Metode terbaik untuk skrining TB adalah pemeriksaan gejala dan rontgen dada/ Chest
Radiograph (CXR), yang tergantung pada ketersediaan sumber daya, biaya dan hasil yang
diharapkan [4,5].
Tiga tes skrining TB secara konvensional adalah dengan kuesioner untuk menanyakan
gejala dengan menanyakan tentang adanya batuk produktif berkepanjangan, hemoptisis, demam
pada malam hari, berkeringat malam hari, penurunan berat badan, dan nyeri dada pleuritik, selain
itu x-ray dada (CXR) dan tes skrining PPD. Sensitivitas pemeriksaan gejala dan CXR lebih baik
dari metode yang lain, dan memiliki gambaran untuk setiap kelainan CXR pada orang yang
memiliki gejala [4,6].
Dua tes konfirmasi umum TB aktif adalah Sputum-Smear Microscopy (SSM) dan Xpert
MTB/RIF (XP). Meskipun demikian, sebagian besar penilaian klinisi untuk mencapai diagnosis
TB aktif adalah dari pemeriksaan gejala klinis dan temuan radiografi dada. Setiap pasien yang
tidak merespon setelah penggunaan antibiotik spektrum luas harus dinilai ulang untuk TB
tersembunyi [7].
Skrining sensitivitas dan spesifisitas dengan pemeriksaan gejala adalah 77%, 66%
berturutan, sementara itu lebih baik di PPD 89%, 80% berturutan; meskipun itu lebih tinggi di
CXR mencapai hingga 86%, 89% berturutan [8].
Padahal, sensitivitas dan spesifisitas keduanya tes konfirmasi masing-masing adalah
61%, 98% di SSM, masing-masing; meskipun lebih tinggi di XP mencapai hingga 90%, 99%
masing-masing [9]. Sensitivitas dan spesifisitas analisis tergantung pada banyak faktor; seperti
adanya status HIV, usia pasien, keparahan penyakit, latar belakang epidemiologi, pengolahan
dahak dan teknik pewarnaan, dan kualitas diagnostik [7,9,10].

Diskusi
Tidak ada algoritma universal yang ideal pada layanan primer; Meskipun demikian,
solusinya bisa skrining tes diikuti oleh satu tes konfirmasi; atau satu skrining tes diikuti oleh dua
tes konfirmasi sekuensial; atau dua tes skrining paralel diikuti oleh satu tes konfirmasi; atau dua
tes skrining berikutnya diikuti oleh satu tes konfirmasi [11].
Tuberkulosis paru primer aktif adalah penyakit masa bayi, atau dewasa muda ketika
mereka tidak terpapar Mycobacterium TB bacilli. Ini bisa bermanifestasi sebagai pneumonia
konsolidasi (opasitas padat homogen atau bercak yang terdapat pada sebagian besar di lobus
tengah dan bawah dengan atau tanpa limfadenopati hilus yang disebut Ghon kompleks.
Gambaran radiologis lain dari TB primer aktif juga bercak milier atau efusi pleura atau pulmonal
edema (Garis Kerely B) (Gambar 1-6) [12,13].
Gambar 1: Foto rontgen dada menunjukkan opasitas homogen yang padat di lobus kanan, tengah
dan bawah TB paru primer

Gambar 2: Foto rontgen dada menunjukkan adenopati hilus bilateral TB paru primer
Gambar 3: Rontgen dada menunjukkan infiltrat pada paru kanan atas dan zona tengah dengan
bayangan fibrotik, keduanya limfadenopati hilus.
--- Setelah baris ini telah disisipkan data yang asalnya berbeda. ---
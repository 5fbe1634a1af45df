use bevy_ecs::prelude::*;

/// Red-overlay alpha for `count` open popups.
///
/// `min(1, count / threshold) * max_alpha`; a non-positive threshold yields 0.
pub fn intensity_alpha(count: usize, threshold: i32, max_alpha: f32) -> f32 {
    if threshold <= 0 {
        return 0.0;
    }
    let normalized = (count as f32 / threshold as f32).clamp(0.0, 1.0);
    max_alpha * normalized
}

/// Derived threat signal, recomputed after every registry mutation.
#[derive(Resource, Debug, Default, Clone, Copy, PartialEq)]
pub struct IntensityState {
    pub normalized: f32,
    pub alpha: f32,
}

impl IntensityState {
    pub fn recompute(&mut self, count: usize, threshold: i32, max_alpha: f32) {
        self.normalized = intensity_alpha(count, threshold, 1.0);
        self.alpha = intensity_alpha(count, threshold, max_alpha);
    }
}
Gambar 4: Foto rontgen dada menunjukkan bercak milier difus bilateral TB paru primer.
Gambar 5: Foto rontgen dada menunjukkan efusi pleura opacity padat di paru kiri bawah TB
paru primer.

Gambar 6: Foto rontgen dada menunjukkan garis Kerley B karena edema interstitial (hanya pada
anak-anak) TB paru primer.
Namun, temuan foto rontgen dada TB tidak aktif adalah banyak yang seperti fibrosis,
kalsifikasi persisten (Ghon’s fokus), dan tuberculoma (massa persisten seperti bercak) [12,13].
Fokus Ghon adalah lesi TB granulomatosa kecil yang terdapat baik di bagian superior
dari lobus bawah atau bagian inferior dari lobus atas, sedangkan Ghon kompleks adalah fokus
Ghon yang sama ditambah adenopati kelenjar getah bening hilus (Gambar 7-9) [12,13].
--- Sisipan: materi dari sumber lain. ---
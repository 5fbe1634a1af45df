use bevy_ecs::prelude::*;
use bevy_utils::tracing::{debug, info};

use crate::core::directives::Directive;
use crate::data::session_config::SessionConfig;
use crate::simulation::action_log::LogLevel;
use crate::simulation::choice::{ChoiceState, DeclineOutcome, PromptState};
use crate::simulation::continuations::{Continuation, ContinuationQueue};
use crate::simulation::monologue::MonologueSequencer;
use crate::simulation::time::SessionClock;
use crate::systems::escalation::freeze_and_clear;
use crate::systems::{emit, record_action};

/// Puts the decision prompt on screen. A pending re-prompt becomes redundant.
pub fn surface_prompt(world: &mut World) {
    if !world.resource_mut::<ChoiceState>().open_prompt() {
        return;
    }
    world
        .resource_mut::<ContinuationQueue>()
        .cancel(Continuation::Reprompt);
    emit(world, Directive::PromptRequested);
}

/// Decline: pick the message, hide the prompt, bring it back after a delay.
pub fn decline(world: &mut World) -> Option<DeclineOutcome> {
    let Some(outcome) = world.resource_mut::<ChoiceState>().decline() else {
        debug!("decline ignored, prompt not open");
        return None;
    };

    emit(
        world,
        Directive::DeclineMessage {
            decline_count: outcome.decline_count,
            text: outcome.message.clone(),
        },
    );
    emit(world, Directive::PromptDismissed);

    let now = world.resource::<SessionClock>().now_ms;
    let delay = world.resource::<SessionConfig>().reprompt_delay_ms;
    world
        .resource_mut::<ContinuationQueue>()
        .schedule(now.saturating_add(delay), Continuation::Reprompt);

    record_action(
        world,
        LogLevel::Warn,
        &format!("userDeclined({})", outcome.decline_count),
    );
    Some(outcome)
}

/// Re-prompt continuation; stale when accept already ran.
pub fn reprompt(world: &mut World) {
    if world.resource_mut::<ChoiceState>().reprompt() {
        emit(world, Directive::PromptRequested);
    }
}

/// Accept: freeze and clear popups, hide the prompt, go terminal and start
/// the monologue. Preempts any pending re-prompt. Second calls are no-ops.
pub fn accept(world: &mut World) -> bool {
    let previous = world.resource::<ChoiceState>().prompt();
    if !world.resource_mut::<ChoiceState>().accept() {
        debug!(?previous, "accept ignored");
        return false;
    }

    world
        .resource_mut::<ContinuationQueue>()
        .cancel(Continuation::Reprompt);
    freeze_and_clear(world);
    if previous == PromptState::Open {
        emit(world, Directive::PromptDismissed);
    }
    emit(world, Directive::SessionTerminal);
    info!("session entered terminal mode");
    record_action(world, LogLevel::Info, "userAccepted()");

    start_monologue(world);
    true
}

pub fn start_monologue(world: &mut World) -> bool {
    if !world.resource_mut::<MonologueSequencer>().start() {
        return false;
    }
    let now = world.resource::<SessionClock>().now_ms;
    let chars = world.resource::<SessionConfig>().script_len();
    debug!(chars, "monologue started");
    world
        .resource_mut::<ContinuationQueue>()
        .schedule(now, Continuation::RevealMonologue);
    true
}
Gambar 7: Foto rontgen dada menunjukkan TB aktif Ghon yang kompleks


Gambar 8: Foto rontgen dada menunjukkan fokus Ghon sebagai bentuk persisten dari scar yang
mengalami kalsifikasi.

Gambar 9: Rontgen dada menunjukkan tuberkuloma halus sebagai massa persisten seperi bercak.
Di sisi lain, tuberkulosis paru aktif pasca- TB primer (reaktivasi TB atau TB sekunder)
adalah penyakit orang dewasa ketika pasien sebelumnya terpapar basil Mycobacterium TB
dalam dua tahun terakhir ketika kekebalan tubuh pasien memburuk. Temuan X-ray pada TB
pasca-primer baik yang konsolidasi tidak jelas dengan lesi kavitas atau fibroproliferative
penyakit dengan kepadatan retikulonodular kasar biasanya melibatkan segmen posterior dari
lobus atas, atau segmen superior dari lobus bawah menyebar ke endobronkial diberikan
penampilan "tree-in-bud" [13-15]. Itu lesi nodular dengan margin yang kurang jelas dan dengan
kepadatan bulat dalam parenkim paru juga disebut hazy tuberculoma (Gambar 10-14) [15].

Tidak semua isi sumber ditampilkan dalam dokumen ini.